Bishop Bob dedicates Sidmouth’s Mustard Seed

PUBLISHED: 13:51 08 September 2011

Bishop Bob with Annie Clark,Maggi Lambert,Mary Lee and Canon Dennis Gurney at the opening of the Mustard Seed in Sidmouth. Photo by Terry Ife ref shs 0596-36-11TI

Bishop Bob with Annie Clark,Maggi Lambert,Mary Lee and Canon Dennis Gurney at the opening of the Mustard Seed in Sidmouth. Photo by Terry Ife ref shs 0596-36-11TI

Archant

Transformation of Sidmouth’s Christian cafe and bookshop is “a miracle” says trustee chairman

THE transformation of Sidmouth’s Christian café and bookshop has been described as “a miracle”.

Canon Dennis Gurney, chairman of the Mustard Seed’s trustees, described the opportunity to buy an adjoining All Saints Road flat and refurbish and enlarge the Christian centre as “a great achievement, a miracle in these days to have raised about £230,000 in two years.”

Bishop Bob Evens, bishop of Crediton, dedicated the new-look premises on Saturday, and nearly 100 people attended, made up of customers, supporters and people who had made donations.

“We had fantastic support and all the comments were complimentary,” said Canon Gurney. “It was a real squash but they all talked to each other. It is out of this world.

“Bishop Bob was, as always, delightful and said the right thing. He talked to everyone individually, as did I. He loves people and it comes out.”

Trustee Annie Clark said punch and nibbles were served around noon and the bishop spoke about fellowship over meals and the importance of having a meeting place like the Mustard Seed, which offers affordable meals as well as a good range of Christian books.

She added: “Everything is up and running. We will soon be putting out our Christmas stock and still have a few bookshelves to put up.”

Canon Gurney said the trustees had “one small grant” of £2,000 from the Christian Ministries Trust and the rest of the money was raised through individual donations “mainly of small amounts”.

It was in 2005 that trustees had the vision to extend the shop into the adjoining three-room ground floor flat, to create improved access, a bigger eating area and space for merchandise.

They also wanted to enlarge the cramped kitchen, provide an indoor toilet and space for confidential conversations as well as much needed storage.

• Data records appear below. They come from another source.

use std::collections::{HashMap, HashSet};
use std::sync::Arc;

use tracing::{info, warn};

use exam_core::model::{
    AnswerRecord, ExamSession, ExamSettings, ParticipantId, Question, QuestionId, SessionId,
    SessionPolicy, SessionSource, SessionStateError, StorageOperation,
};
use exam_core::shuffle::{ShuffledQuestion, shuffle};
use storage::{SaveOutcome, SessionStore};

use super::assembler::{Deficiency, SessionAssembler};
use crate::Clock;
use crate::content::QuestionRepository;
use crate::error::SessionError;
use crate::telemetry::StorageTelemetry;

/// A freshly created and saved session, with its questions ready to display.
#[derive(Debug, Clone, PartialEq)]
pub struct StartedSession {
    pub session: ExamSession,
    pub questions: Vec<ShuffledQuestion>,
    /// Categories that could not supply their full count.
    pub deficiencies: Vec<Deficiency>,
    /// Completed sessions evicted to make room for this one.
    pub pruned: Vec<SessionId>,
}

/// Result of answering one question.
#[derive(Debug, Clone, PartialEq, Eq)]
pub struct AnswerOutcome {
    pub answer: AnswerRecord,
    /// Displayed index of the correct option.
    pub correct_index: usize,
    pub answered: u32,
    pub correct_count: u32,
    pub total: u32,
    /// Every question in the session has an answer.
    pub all_answered: bool,
}

impl AnswerOutcome {
    #[must_use]
    pub fn correct(&self) -> bool {
        self.answer.correct
    }
}

/// Drives exam sessions from start to completion.
///
/// Sessions are addressed by id on every call; nothing tracks an active one.
#[derive(Clone)]
pub struct ExamSessionService {
    clock: Clock,
    content: Arc<dyn QuestionRepository>,
    store: SessionStore,
    telemetry: StorageTelemetry,
    settings: ExamSettings,
    assembler: SessionAssembler,
}

impl ExamSessionService {
    #[must_use]
    pub fn new(
        clock: Clock,
        content: Arc<dyn QuestionRepository>,
        store: SessionStore,
        telemetry: StorageTelemetry,
        settings: ExamSettings,
    ) -> Self {
        Self {
            clock,
            content,
            store,
            telemetry,
            settings,
            assembler: SessionAssembler::new(),
        }
    }

    /// Swap in new settings, e.g. after `ExamSettingsService::update`.
    #[must_use]
    pub fn with_settings(mut self, settings: ExamSettings) -> Self {
        self.settings = settings;
        self
    }

    #[must_use]
    pub fn settings(&self) -> &ExamSettings {
        &self.settings
    }

    #[must_use]
    pub fn telemetry(&self) -> &StorageTelemetry {
        &self.telemetry
    }

    #[must_use]
    pub fn store(&self) -> &SessionStore {
        &self.store
    }

    /// Assemble a session from `policy`, save it, and return its questions.
    ///
    /// Short category pools still produce a session unless strict exam size is
    /// configured.
    ///
    /// # Errors
    ///
    /// Returns `SessionError::Empty` if nothing could be drawn,
    /// `InsufficientQuestions` in strict mode, `Content` if the repository
    /// fails, or `ProgressNotSaved` if the session does not fit in storage.
    pub async fn start_from_policy(
        &self,
        policy: SessionPolicy,
    ) -> Result<StartedSession, SessionError> {
        let mut pools = HashMap::new();
        for category in policy.categories() {
            let pool = self.content.fetch_questions_by_category(category).await?;
            pools.insert(category.clone(), pool);
        }

        let assembly = self.assembler.assemble(&pools, &policy);
        if assembly.is_empty() {
            return Err(SessionError::Empty);
        }
        if self.settings.strict_exam_size() && !assembly.is_complete() {
            return Err(SessionError::InsufficientQuestions {
                requested: assembly.requested,
                available: u32::try_from(assembly.len()).unwrap_or(u32::MAX),
            });
        }

        let participant = self.settings.participant();
        let mut session = ExamSession::new(
            SessionId::generate(),
            participant.clone(),
            SessionSource::Policy { policy },
            assembly.question_ids(),
            self.clock.now(),
        )?;
        let saved = self.persist(&mut session).await?;

        info!(
            session_id = %session.id(),
            questions = session.total_questions(),
            requested = assembly.requested,
            "exam session started"
        );

        let questions = assembly
            .questions
            .iter()
            .map(|q| self.present(q, &participant))
            .collect();
        Ok(StartedSession {
            session,
            questions,
            deficiencies: assembly.deficiencies,
            pruned: saved.pruned,
        })
    }

    /// Start an ad-hoc session over explicit question ids.
    ///
    /// Repeated ids and ids the repository does not know are dropped.
    ///
    /// # Errors
    ///
    /// Returns `SessionError::Empty` if no requested question exists, `Content`
    /// if the repository fails, or `ProgressNotSaved` if the session does not
    /// fit in storage.
    pub async fn start_from_question_ids(
        &self,
        ids: Vec<QuestionId>,
    ) -> Result<StartedSession, SessionError> {
        let mut seen = HashSet::with_capacity(ids.len());
        let requested: Vec<QuestionId> = ids
            .into_iter()
            .filter(|id| seen.insert(id.clone()))
            .collect();

        let fetched = self.content.fetch_questions_by_ids(&requested).await?;
        let mut by_id: HashMap<QuestionId, Question> =
            fetched.into_iter().map(|q| (q.id().clone(), q)).collect();
        let questions: Vec<Question> = requested
            .iter()
            .filter_map(|id| by_id.remove(id))
            .collect();

        if questions.len() < requested.len() {
            warn!(
                requested = requested.len(),
                found = questions.len(),
                "some requested questions are unavailable"
            );
        }
        if questions.is_empty() {
            return Err(SessionError::Empty);
        }

        let participant = self.settings.participant();
        let mut session = ExamSession::new(
            SessionId::generate(),
            participant.clone(),
            SessionSource::Questions { ids: requested },
            questions.iter().map(|q| q.id().clone()).collect(),
            self.clock.now(),
        )?;
        let saved = self.persist(&mut session).await?;
        info!(
            session_id = %session.id(),
            questions = session.total_questions(),
            "exam session started"
        );

        let questions = questions
            .iter()
            .map(|q| self.present(q, &participant))
            .collect();
        Ok(StartedSession {
            session,
            questions,
            deficiencies: Vec::new(),
            pruned: saved.pruned,
        })
    }

    /// Load a stored session.
    ///
    /// # Errors
    ///
    /// Returns `SessionError::NotFound` if the session is missing or unreadable.
    pub async fn resume(&self, id: &SessionId) -> Result<ExamSession, SessionError> {
        self.telemetry
            .measure(StorageOperation::Load, self.store.load(id))
            .await?
            .ok_or_else(|| SessionError::NotFound(id.clone()))
    }

    /// The session's questions in session order, as its participant sees them.
    ///
    /// # Errors
    ///
    /// Returns `SessionError::NotFound` for unknown sessions, or
    /// `QuestionUnavailable` if the repository no longer has a question.
    pub async fn questions(&self, id: &SessionId) -> Result<Vec<ShuffledQuestion>, SessionError> {
        let session = self.resume(id).await?;
        let fetched = self
            .content
            .fetch_questions_by_ids(session.question_ids())
            .await?;
        let by_id: HashMap<&QuestionId, &Question> = fetched.iter().map(|q| (q.id(), q)).collect();

        session
            .question_ids()
            .iter()
            .map(|qid| {
                by_id
                    .get(qid)
                    .map(|q| self.present(q, session.participant()))
                    .ok_or_else(|| SessionError::QuestionUnavailable(qid.clone()))
            })
            .collect()
    }

    /// Record an answer given as the displayed option index and save progress.
    ///
    /// Answering the same question again replaces the earlier answer.
    ///
    /// # Errors
    ///
    /// Returns `SessionError::State` if the session is complete or the question
    /// is not part of it, `InvalidAnswer` if the index is out of range, or
    /// `ProgressNotSaved` if the save does not fit in storage.
    pub async fn submit_answer(
        &self,
        id: &SessionId,
        question_id: &QuestionId,
        displayed_index: usize,
        time_spent_ms: u64,
    ) -> Result<AnswerOutcome, SessionError> {
        let mut session = self.resume(id).await?;
        if session.is_complete() {
            return Err(SessionStateError::Completed.into());
        }
        if !session.question_ids().contains(question_id) {
            return Err(SessionStateError::UnknownQuestion(question_id.clone()).into());
        }

        let question = self
            .content
            .fetch_questions_by_ids(std::slice::from_ref(question_id))
            .await?
            .into_iter()
            .find(|q| q.id() == question_id)
            .ok_or_else(|| SessionError::QuestionUnavailable(question_id.clone()))?;
        let presented = self.present(&question, session.participant());

        let invalid = || SessionError::InvalidAnswer {
            index: displayed_index,
            options: presented.options().len(),
        };
        let original = presented.original_index(displayed_index).ok_or_else(invalid)?;
        let selected_index = u32::try_from(original).map_err(|_| invalid())?;

        let answer = session
            .record_answer(AnswerRecord {
                question_id: question_id.clone(),
                selected_index,
                correct: original == question.correct_answer(),
                time_spent_ms,
                answered_at: self.clock.now(),
            })?
            .clone();
        self.persist(&mut session).await?;

        Ok(AnswerOutcome {
            answer,
            correct_index: presented.correct_answer(),
            answered: session.answered_count(),
            correct_count: session.correct_count(),
            total: session.total_questions(),
            all_answered: session.next_unanswered().is_none(),
        })
    }

    /// Mark a session finished and save it.
    ///
    /// # Errors
    ///
    /// Returns `SessionError::State` if it was already completed.
    pub async fn complete(&self, id: &SessionId) -> Result<ExamSession, SessionError> {
        let mut session = self.resume(id).await?;
        session.complete()?;
        self.persist(&mut session).await?;
        info!(
            session_id = %session.id(),
            answered = session.answered_count(),
            correct = session.correct_count(),
            total = session.total_questions(),
            "exam session completed"
        );
        Ok(session)
    }

    /// Discard a session. Returns whether it existed.
    ///
    /// # Errors
    ///
    /// Returns `SessionError::Store` on backend failure.
    pub async fn abandon(&self, id: &SessionId) -> Result<bool, SessionError> {
        Ok(self
            .telemetry
            .measure(StorageOperation::Delete, self.store.delete(id))
            .await?)
    }

    /// Ids of all stored sessions.
    ///
    /// # Errors
    ///
    /// Returns `SessionError::Store` on backend failure.
    pub async fn session_ids(&self) -> Result<Vec<SessionId>, SessionError> {
        Ok(self
            .telemetry
            .measure(StorageOperation::Load, self.store.list_ids())
            .await?)
    }

    /// Apply the configured retention to completed sessions.
    ///
    /// # Errors
    ///
    /// Returns `SessionError::Store` on backend failure.
    pub async fn optimize_storage(&self) -> Result<Vec<SessionId>, SessionError> {
        let removed = self
            .telemetry
            .measure(
                StorageOperation::Optimize,
                self.store.optimize(
                    self.settings.retention_days(),
                    self.settings.max_completed_sessions(),
                ),
            )
            .await?;
        Ok(removed)
    }

    /// # Errors
    ///
    /// Returns `SessionError::Store` on backend failure.
    pub async fn export_sessions(&self) -> Result<String, SessionError> {
        Ok(self
            .telemetry
            .measure(StorageOperation::Export, self.store.export_all())
            .await?)
    }

    /// Merge an exported document into the store. All-or-nothing.
    ///
    /// # Errors
    ///
    /// Returns `SessionError::Store` if the document is invalid or a write fails.
    pub async fn import_sessions(&self, blob: &str) -> Result<usize, SessionError> {
        Ok(self
            .telemetry
            .measure(StorageOperation::Import, self.store.import_all(blob))
            .await?)
    }

    /// Delete every stored session.
    ///
    /// # Errors
    ///
    /// Returns `SessionError::Store` on backend failure.
    pub async fn clear_sessions(&self) -> Result<usize, SessionError> {
        Ok(self
            .telemetry
            .measure(StorageOperation::Clear, self.store.clear_all())
            .await?)
    }

    async fn persist(&self, session: &mut ExamSession) -> Result<SaveOutcome, SessionError> {
        let outcome = self
            .telemetry
            .measure(StorageOperation::Save, self.store.save(session))
            .await?;
        if !outcome.pruned.is_empty() {
            info!(
                session_id = %session.id(),
                pruned = outcome.pruned.len(),
                "evicted completed sessions to make room"
            );
        }
        Ok(outcome)
    }

    fn present(&self, question: &Question, participant: &ParticipantId) -> ShuffledQuestion {
        if self.settings.shuffle_options() {
            shuffle(question, participant)
        } else {
            ShuffledQuestion::unshuffled(question.clone())
        }
    }
}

Altogether the project cost £260,000 and loans were taken out to cover the shortfall.

Building work started just after Easter and the cafe re-opened in time for FolkWeek at the end of July, with the sale of books and cards following later.

The charity’s website asks for people’s continued “prayerful, financial and other appropriate support” to enable replayment of the loans and thanks volunteers who help man the shop.